Vendredi 17 avril, la Haute autorité pour la transparence de la vie publique (HATVP), créée après l'affaire Cahuzac pour contrôler les déclarations de patrimoine des élus, a en effet saisi le parquet de Paris, estimant que Dominique Tian avait rempli un formulaire potentiellement mensonger, « en raison notamment de l'omission d'avoirs détenus à l'étranger ». Le procureur devrait, en toute logique, ouvrir dans la foulée une enquête préliminaire.

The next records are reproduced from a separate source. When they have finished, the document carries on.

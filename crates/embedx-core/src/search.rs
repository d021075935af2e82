//! Cosine scoring and top-k selection
//!
//! Shared by the engine and by stores that search locally, so both apply the
//! same rules:
//!
//! - items whose dimension differs from the query are skipped
//! - items with a zero norm (or a zero query) are skipped
//! - NaN scores are skipped
//! - results are ordered by descending score; ties have no defined order
//! - `k == 0` or `k >= n` returns everything

use std::cmp::Ordering;
use std::collections::BinaryHeap;

use crate::format::Metadata;
use crate::simd::{self, Kernel};

/// One search hit
#[derive(Debug, Clone, PartialEq)]
pub struct SearchResult {
    pub id: String,
    /// Cosine similarity in [-1, 1]
    pub score: f32,
    pub vector: Option<Vec<f32>>,
    pub metadata: Option<Metadata>,
}

impl SearchResult {
    pub fn new(id: impl Into<String>, score: f32) -> Self {
        Self {
            id: id.into(),
            score,
            vector: None,
            metadata: None,
        }
    }

    pub fn with_vector(mut self, vector: Vec<f32>) -> Self {
        self.vector = Some(vector);
        self
    }

    pub fn with_metadata(mut self, metadata: Option<Metadata>) -> Self {
        self.metadata = metadata;
        self
    }
}

// ============================================================================
// Scoring
// ============================================================================

/// Scores candidates against one query
#[derive(Debug, Clone, Copy)]
pub struct Scorer<'q> {
    query: &'q [f32],
    query_norm: f32,
    kernel: Kernel,
}

impl<'q> Scorer<'q> {
    pub fn new(query: &'q [f32], kernel: Kernel) -> Self {
        let query_norm = simd::norm(query);
        Self {
            query,
            query_norm,
            kernel,
        }
    }

    pub fn dim(&self) -> usize {
        self.query.len()
    }

    /// Cosine against a candidate whose norm is already known
    ///
    /// `None` when the candidate must be skipped.
    pub fn score_with_norm(&self, vector: &[f32], norm: f32) -> Option<f32> {
        if vector.len() != self.query.len() {
            return None;
        }
        let denom = self.query_norm * norm;
        if denom == 0.0 {
            return None;
        }
        let score = self.kernel.dot_unchecked(self.query, vector) / denom;
        (!score.is_nan()).then_some(score)
    }

    /// Cosine against a raw candidate
    pub fn score(&self, vector: &[f32]) -> Option<f32> {
        if vector.len() != self.query.len() {
            return None;
        }
        let norm = simd::norm(vector);
        self.score_with_norm(vector, norm)
    }
}

// ============================================================================
// Top-K
// ============================================================================

/// Heap entry ordered so that `BinaryHeap` pops the lowest score first
struct MinScored(SearchResult);

impl PartialEq for MinScored {
    fn eq(&self, other: &Self) -> bool {
        self.0.score == other.0.score
    }
}

impl Eq for MinScored {}

impl Ord for MinScored {
    fn cmp(&self, other: &Self) -> Ordering {
        // Reverse for min-heap (lowest score = highest priority)
        other
            .0
            .score
            .partial_cmp(&self.0.score)
            .unwrap_or(Ordering::Equal)
    }
}

impl PartialOrd for MinScored {
    fn partial_cmp(&self, other: &Self) -> Option<Ordering> {
        Some(self.cmp(other))
    }
}

enum Collector {
    All(Vec<SearchResult>),
    Bounded(BinaryHeap<MinScored>),
}

/// Streaming top-k collector
///
/// With `k > 0` at most `k` results are held: once full, a new result
/// replaces the current minimum only if it scores strictly higher.
pub struct TopK {
    k: usize,
    collector: Collector,
}

impl TopK {
    /// `k == 0` keeps every result
    pub fn new(k: usize) -> Self {
        let collector = if k == 0 {
            Collector::All(Vec::new())
        } else {
            Collector::Bounded(BinaryHeap::with_capacity(k.min(1024) + 1))
        };
        Self { k, collector }
    }

    pub fn k(&self) -> usize {
        self.k
    }

    pub fn len(&self) -> usize {
        match &self.collector {
            Collector::All(items) => items.len(),
            Collector::Bounded(heap) => heap.len(),
        }
    }

    pub fn is_empty(&self) -> bool {
        self.len() == 0
    }

    /// Whether a result with `score` would be kept by [`push`](Self::push)
    ///
    /// Lets callers skip building a result that would be dropped anyway.
    pub fn accepts(&self, score: f32) -> bool {
        if score.is_nan() {
            return false;
        }
        match &self.collector {
            Collector::All(_) => true,
            Collector::Bounded(heap) => {
                heap.len() < self.k || heap.peek().map_or(true, |worst| score > worst.0.score)
            }
        }
    }

    pub fn push(&mut self, result: SearchResult) {
        if !self.accepts(result.score) {
            return;
        }
        match &mut self.collector {
            Collector::All(items) => items.push(result),
            Collector::Bounded(heap) => {
                if heap.len() >= self.k {
                    heap.pop();
                }
                heap.push(MinScored(result));
            }
        }
    }

    /// Results by descending score
    pub fn into_sorted_vec(self) -> Vec<SearchResult> {
        let mut results = match self.collector {
            Collector::All(items) => items,
            Collector::Bounded(heap) => heap.into_iter().map(|entry| entry.0).collect(),
        };
        sort_descending(&mut results);
        results
    }
}

impl Extend<SearchResult> for TopK {
    fn extend<I: IntoIterator<Item = SearchResult>>(&mut self, iter: I) {
        for result in iter {
            self.push(result);
        }
    }
}

pub fn sort_descending(results: &mut [SearchResult]) {
    results.sort_unstable_by(|a, b| b.score.partial_cmp(&a.score).unwrap_or(Ordering::Equal));
}

/// Full sort then truncate; `k == 0` or `k >= len` keeps everything
pub fn top_k(mut results: Vec<SearchResult>, k: usize) -> Vec<SearchResult> {
    sort_descending(&mut results);
    if k > 0 && k < results.len() {
        results.truncate(k);
    }
    results
}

Depuis les lois sur la transparence de fin 2013, toute « omission » peut valoir jusqu'à trois ans de prison et 45 000 euros d'amende aux délinquants en cravate, possiblement privés de leurs droits civiques et de l'exercice de toute fonction publique. Après Degauchy (UMP), Sido (UMP), Brochand (UMP), Dassault (UMP) et de Montesquiou (UDI), c'est la sixième fois que la HATVP transmet à la justice des déclarations de patrimoine de parlementaires.

D'après nos informations, les griefs retenus à l'encontre de Dominique Tian, chef d'entreprise dans le privé, portent non seulement sur un ancien compte outre-Léman, mais aussi sur un hôtel en Belgique, non signalé à la Haute autorité.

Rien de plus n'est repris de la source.